強心薬について
心臓は、全身に血液を送り出す血液駆出ポンプとして機能します。
しかし、機能が障害されると、主要臓器への血液の供給が低下します。
つまり、心不全に繋がります。
そして強心薬は、一般的に心臓の収縮力を増強して障害の改善に期待できます。
さらに心不全は、心臓のポンプ機能が低下して、
全身に十分な血液を送り出せなくなる状態です。
目次
強心薬について
強心薬は、心臓の収縮力を強めたり、全身へ送り出す血液量を増やす事で
心臓のポンプ機能を補助する薬の総称です。
そしてジゴキシンは、ジギタリス属植物であるケジギタリスの葉から
抽出される強心配糖体の1つです。
散剤は、0.1%(パーセントです)程度です。
錠剤は、0.125mg(ミリグラムです)程度や0.25mg程度です。
エリキシル剤(アルコールが含まれているので、
アルコールに過敏症がある患者さんは要注意です)は、0.05mg程度です。
注射剤は、0.25mg/mℓ(ミリグラム毎ミリリットルです)程度です。
内服で急速飽和療法の場合は、初回が0.5mg程度〜1.0mg程度です。
2回目以降は、0.5mg程度を6時間程度〜8時間程度ごとに行います。
維持の場合は、1日0.25mg程度〜0.5mg程度です。
注射で急速飽和療法の場合は、1回が0.25mg程度〜0.5mg程度を
2時間程度〜4時間程度ごとに静注します。
維持の場合は、1日0.25mg程度です。
うっ血性心不全(心臓のポンプ機能が低下して、全身に十分な血液を送れなくなる事によって、
肺や全身に血液が滞ってしまう病気です)の新機能低下症に作用します。
さらに、迷走神経に働くので頻脈不整脈の改善作用があります。
服薬指導について
治療域と中毒域が近いので、体外排泄に時間がかかります。
運用時は、体内に蓄積して中毒症状が発生しやすくなります(ジギタリス中毒です)。
さらにジギタリス中毒は、高度の徐脈・心室性不整脈などが生じて、
重篤な房室ブロック・心室性頻拍・心室細胞に移行する事があります。
そして服用中は、患者さんに中毒症状を確認する必要があります。
特に不整脈、食欲不振、頭痛、嘔吐などの症状が発生した場合は、
医師や薬剤師に相談しましょう。
自己判断で勝手に服用を中止したり、服用忘れ、2回分を同時に服用する事は危険です。
つまり、用量を守る事が大切です。
他施設や他科を受診する際は、強心薬の服用を伝えます。
主な副作用は、ジギタリス中毒です。
頻拍性不整脈も起こる事があります(一般的にフェニトインで対応する場合が多いです)。

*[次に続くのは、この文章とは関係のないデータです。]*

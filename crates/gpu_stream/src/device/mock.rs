//! In-memory device used by the unit tests
//!
//! Buffers are byte vectors. Recorded copies run when the device is waited on,
//! in submission order, so destroying a buffer that a submitted copy still
//! references panics exactly where a real device would read freed memory.

use std::collections::{HashMap, VecDeque};

use ash::vk::{self, Handle};
use parking_lot::Mutex;

use super::{GpuBuffer, GpuDevice, MemoryLocation, SubmitBatch};
use crate::error::{GpuError, GpuResult};

#[derive(Debug, Clone)]
pub(crate) enum MockCommand {
    Copy {
        src: vk::Buffer,
        dst: vk::Buffer,
        regions: Vec<vk::BufferCopy>,
    },
    Barrier {
        buffer: vk::Buffer,
    },
}

#[derive(Debug, Clone, Copy, PartialEq, Eq)]
pub(crate) enum MockCmdState {
    Initial,
    Recording,
    Executable,
}

#[derive(Debug)]
pub(crate) struct MockCommandBuffer {
    pub pool: vk::CommandPool,
    pub state: MockCmdState,
    pub commands: Vec<MockCommand>,
}

#[derive(Debug)]
pub(crate) struct MockBuffer {
    pub bytes: Vec<u8>,
    pub location: MemoryLocation,
    pub usage: vk::BufferUsageFlags,
    pub name: String,
}

#[derive(Debug, Clone)]
pub(crate) struct MockSubmission {
    pub queue: vk::Queue,
    pub command_buffers: Vec<vk::CommandBuffer>,
    pub wait_semaphores: Vec<vk::Semaphore>,
    pub signal_semaphores: Vec<vk::Semaphore>,
    pub fence: vk::Fence,
}

#[derive(Debug, Default)]
pub(crate) struct MockState {
    next_handle: u64,
    pub pools: HashMap<vk::CommandPool, u32>,
    pub pool_resets: usize,
    pub destroyed_pools: Vec<vk::CommandPool>,
    pub command_buffers: HashMap<vk::CommandBuffer, MockCommandBuffer>,
    pub command_buffers_allocated: usize,
    pub freed_command_buffers: Vec<vk::CommandBuffer>,
    pub buffers: HashMap<vk::Buffer, MockBuffer>,
    pub buffers_created: Vec<(vk::Buffer, vk::DeviceSize, MemoryLocation)>,
    pub buffers_destroyed: Vec<vk::Buffer>,
    pub submissions: Vec<MockSubmission>,
    pending: VecDeque<(Vec<MockCommand>, vk::Fence)>,
    pub fences: HashMap<vk::Fence, bool>,
}

impl MockState {
    fn next(&mut self) -> u64 {
        self.next_handle += 1;
        self.next_handle
    }

    fn execute_pending(&mut self) {
        while let Some((commands, fence)) = self.pending.pop_front() {
            for command in commands {
                if let MockCommand::Copy { src, dst, regions } = command {
                    for region in regions {
                        let src_offset = region.src_offset as usize;
                        let dst_offset = region.dst_offset as usize;
                        let size = region.size as usize;
                        let bytes = self
                            .buffers
                            .get(&src)
                            .unwrap_or_else(|| panic!("copy reads destroyed buffer {:?}", src))
                            .bytes[src_offset..src_offset + size]
                            .to_vec();
                        let target = self
                            .buffers
                            .get_mut(&dst)
                            .unwrap_or_else(|| panic!("copy writes destroyed buffer {:?}", dst));
                        target.bytes[dst_offset..dst_offset + size].copy_from_slice(&bytes);
                    }
                }
            }
            if fence != vk::Fence::null() {
                self.fences.insert(fence, true);
            }
        }
    }
}

/// Recording device with simulated buffer memory
#[derive(Debug, Default)]
pub(crate) struct MockDevice {
    pub state: Mutex<MockState>,
}

impl MockDevice {
    pub fn new() -> Self {
        Self::default()
    }

    /// Run every submitted command, as if the device finished all frames
    pub fn complete_all(&self) {
        self.state.lock().execute_pending();
    }

    pub fn buffer_bytes(&self, buffer: vk::Buffer) -> Vec<u8> {
        self.state
            .lock()
            .buffers
            .get(&buffer)
            .map(|b| b.bytes.clone())
            .unwrap_or_default()
    }

    pub fn is_alive(&self, buffer: vk::Buffer) -> bool {
        self.state.lock().buffers.contains_key(&buffer)
    }

    pub fn commands(&self, command_buffer: vk::CommandBuffer) -> Vec<MockCommand> {
        self.state
            .lock()
            .command_buffers
            .get(&command_buffer)
            .map(|c| c.commands.clone())
            .unwrap_or_default()
    }

    pub fn submissions(&self) -> Vec<MockSubmission> {
        self.state.lock().submissions.clone()
    }

    pub fn live_buffer_count(&self) -> usize {
        self.state.lock().buffers.len()
    }

    /// Allocate and begin a standalone command buffer outside any pool set
    pub fn begin_scratch_command_buffer(&self) -> vk::CommandBuffer {
        let pool = self.create_command_pool(0).unwrap();
        let cmd = self.allocate_command_buffer(pool).unwrap();
        self.begin_command_buffer(cmd, true).unwrap();
        cmd
    }

    /// End and submit a scratch command buffer, then run it to completion
    pub fn submit_scratch(&self, cmd: vk::CommandBuffer) {
        self.end_command_buffer(cmd).unwrap();
        let batch = SubmitBatch {
            command_buffers: &[cmd],
            ..SubmitBatch::default()
        };
        self.queue_submit(vk::Queue::null(), &batch, vk::Fence::null()).unwrap();
        self.complete_all();
    }
}

impl GpuDevice for MockDevice {
    type Memory = ();

    fn create_command_pool(&self, queue_family_index: u32) -> GpuResult<vk::CommandPool> {
        let mut state = self.state.lock();
        let pool = vk::CommandPool::from_raw(state.next());
        state.pools.insert(pool, queue_family_index);
        Ok(pool)
    }

    fn reset_command_pool(&self, pool: vk::CommandPool) -> GpuResult<()> {
        let mut state = self.state.lock();
        assert!(state.pools.contains_key(&pool), "reset of unknown pool");
        state.pool_resets += 1;
        for cmd in state.command_buffers.values_mut().filter(|c| c.pool == pool) {
            cmd.state = MockCmdState::Initial;
            cmd.commands.clear();
        }
        Ok(())
    }

    fn destroy_command_pool(&self, pool: vk::CommandPool) {
        let mut state = self.state.lock();
        state.pools.remove(&pool);
        state.command_buffers.retain(|_, c| c.pool != pool);
        state.destroyed_pools.push(pool);
    }

    fn allocate_command_buffer(&self, pool: vk::CommandPool) -> GpuResult<vk::CommandBuffer> {
        let mut state = self.state.lock();
        assert!(state.pools.contains_key(&pool), "allocation from unknown pool");
        let cmd = vk::CommandBuffer::from_raw(state.next());
        state.command_buffers.insert(
            cmd,
            MockCommandBuffer {
                pool,
                state: MockCmdState::Initial,
                commands: Vec::new(),
            },
        );
        state.command_buffers_allocated += 1;
        Ok(cmd)
    }

    fn free_command_buffer(&self, _pool: vk::CommandPool, command_buffer: vk::CommandBuffer) {
        let mut state = self.state.lock();
        state.command_buffers.remove(&command_buffer);
        state.freed_command_buffers.push(command_buffer);
    }

    fn begin_command_buffer(&self, command_buffer: vk::CommandBuffer, _one_time_submit: bool) -> GpuResult<()> {
        let mut state = self.state.lock();
        let cmd = state.command_buffers.get_mut(&command_buffer).expect("unknown command buffer");
        assert_eq!(cmd.state, MockCmdState::Initial, "begin on a command buffer that was not reset");
        cmd.state = MockCmdState::Recording;
        Ok(())
    }

    fn end_command_buffer(&self, command_buffer: vk::CommandBuffer) -> GpuResult<()> {
        let mut state = self.state.lock();
        let cmd = state.command_buffers.get_mut(&command_buffer).expect("unknown command buffer");
        assert_eq!(cmd.state, MockCmdState::Recording, "end on a command buffer that is not recording");
        cmd.state = MockCmdState::Executable;
        Ok(())
    }

    fn queue_submit(&self, queue: vk::Queue, batch: &SubmitBatch<'_>, fence: vk::Fence) -> GpuResult<()> {
        let mut state = self.state.lock();
        let mut commands = Vec::new();
        for raw in batch.command_buffers {
            let cmd = state.command_buffers.get(raw).expect("submit of unknown command buffer");
            assert_eq!(cmd.state, MockCmdState::Executable, "submit of a command buffer that was not ended");
            commands.extend(cmd.commands.iter().cloned());
        }
        state.pending.push_back((commands, fence));
        state.submissions.push(MockSubmission {
            queue,
            command_buffers: batch.command_buffers.to_vec(),
            wait_semaphores: batch.wait_semaphores.to_vec(),
            signal_semaphores: batch.signal_semaphores.to_vec(),
            fence,
        });
        Ok(())
    }

    fn queue_wait_idle(&self, _queue: vk::Queue) -> GpuResult<()> {
        self.complete_all();
        Ok(())
    }

    fn device_wait_idle(&self) -> GpuResult<()> {
        self.complete_all();
        Ok(())
    }

    fn create_fence(&self) -> GpuResult<vk::Fence> {
        let mut state = self.state.lock();
        let fence = vk::Fence::from_raw(state.next());
        state.fences.insert(fence, false);
        Ok(fence)
    }

    fn wait_for_fence(&self, fence: vk::Fence, timeout_ns: u64) -> GpuResult<()> {
        let mut state = self.state.lock();
        state.execute_pending();
        if state.fences.get(&fence).copied().unwrap_or(false) {
            Ok(())
        } else {
            Err(GpuError::Timeout { timeout_ns })
        }
    }

    fn reset_fence(&self, fence: vk::Fence) -> GpuResult<()> {
        self.state.lock().fences.insert(fence, false);
        Ok(())
    }

    fn destroy_fence(&self, fence: vk::Fence) {
        self.state.lock().fences.remove(&fence);
    }

    fn create_buffer(
        &self,
        size: vk::DeviceSize,
        usage: vk::BufferUsageFlags,
        location: MemoryLocation,
        name: &str,
    ) -> GpuResult<GpuBuffer<Self::Memory>> {
        let mut state = self.state.lock();
        let buffer = vk::Buffer::from_raw(state.next());
        state.buffers.insert(
            buffer,
            MockBuffer {
                bytes: vec![0; size as usize],
                location,
                usage,
                name: name.to_string(),
            },
        );
        state.buffers_created.push((buffer, size, location));
        Ok(GpuBuffer {
            buffer,
            memory: (),
            size,
            location,
        })
    }

    fn destroy_buffer(&self, buffer: GpuBuffer<Self::Memory>) {
        let mut state = self.state.lock();
        assert!(state.buffers.remove(&buffer.buffer).is_some(), "double destroy of {:?}", buffer.buffer);
        state.buffers_destroyed.push(buffer.buffer);
    }

    fn write_buffer(&self, buffer: &GpuBuffer<Self::Memory>, offset: vk::DeviceSize, data: &[u8]) -> GpuResult<()> {
        let mut state = self.state.lock();
        let target = state.buffers.get_mut(&buffer.buffer).expect("write to destroyed buffer");
        assert_eq!(target.location, MemoryLocation::HostVisible, "mapped write to device-local buffer");
        let offset = offset as usize;
        target.bytes[offset..offset + data.len()].copy_from_slice(data);
        Ok(())
    }

    fn cmd_copy_buffer(
        &self,
        command_buffer: vk::CommandBuffer,
        src: vk::Buffer,
        dst: vk::Buffer,
        regions: &[vk::BufferCopy],
    ) {
        let mut state = self.state.lock();
        let cmd = state.command_buffers.get_mut(&command_buffer).expect("unknown command buffer");
        assert_eq!(cmd.state, MockCmdState::Recording, "copy recorded outside of recording");
        cmd.commands.push(MockCommand::Copy {
            src,
            dst,
            regions: regions.to_vec(),
        });
    }

    fn cmd_transfer_barrier(&self, command_buffer: vk::CommandBuffer, buffer: vk::Buffer) {
        let mut state = self.state.lock();
        let cmd = state.command_buffers.get_mut(&command_buffer).expect("unknown command buffer");
        assert_eq!(cmd.state, MockCmdState::Recording, "barrier recorded outside of recording");
        cmd.commands.push(MockCommand::Barrier { buffer });
    }
}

食欲不振、胃腸障害(悪心・嘔吐・下痢などです)、頭痛、失見当識、錯乱、
視神経障害(視覚異常・精神神経系のめまいなどです)、せん妄などです。
ちなみにジギタリス中毒を促進するモノは、低カリウム血症もあります。
中毒症状前は、食欲不振の変化で気づく事が望ましいです。
そして重い場合は、中和薬があります。
しかし、日本は対症療法です(海外の場合は、ジギタリス中和抗体があります)。
処方箋の注意事項について
房室ブロック、洞房ブロック、ジギタリス中毒、閉塞性心筋梗塞などがある場合は、
ジゴキシンを服用できないです(投与禁忌です)。
特に急性心不全は、発現の時間差があるので一般的に利用しないです。
併用禁忌は、ジスルフィラム、シアナミド(エリキシル・注射のみです)。
原則併用禁忌は、カルシウム注射剤、スキサメトニウムです。
作用増強は、トラゾドン、抗コリン薬、アミオダロン、利尿薬、アセタゾラミド、
スピロノラクトン、血圧降下薬、テルサミルタン、フルバスタチン、β遮断薬などです。
作用減弱は、カルバムゼピン、コレスチラミン、コレスチミド、スクラルファート水和物、
フラジオマイシン、リファンピシン、サラゾスルファピリジン、アカルボースなどです。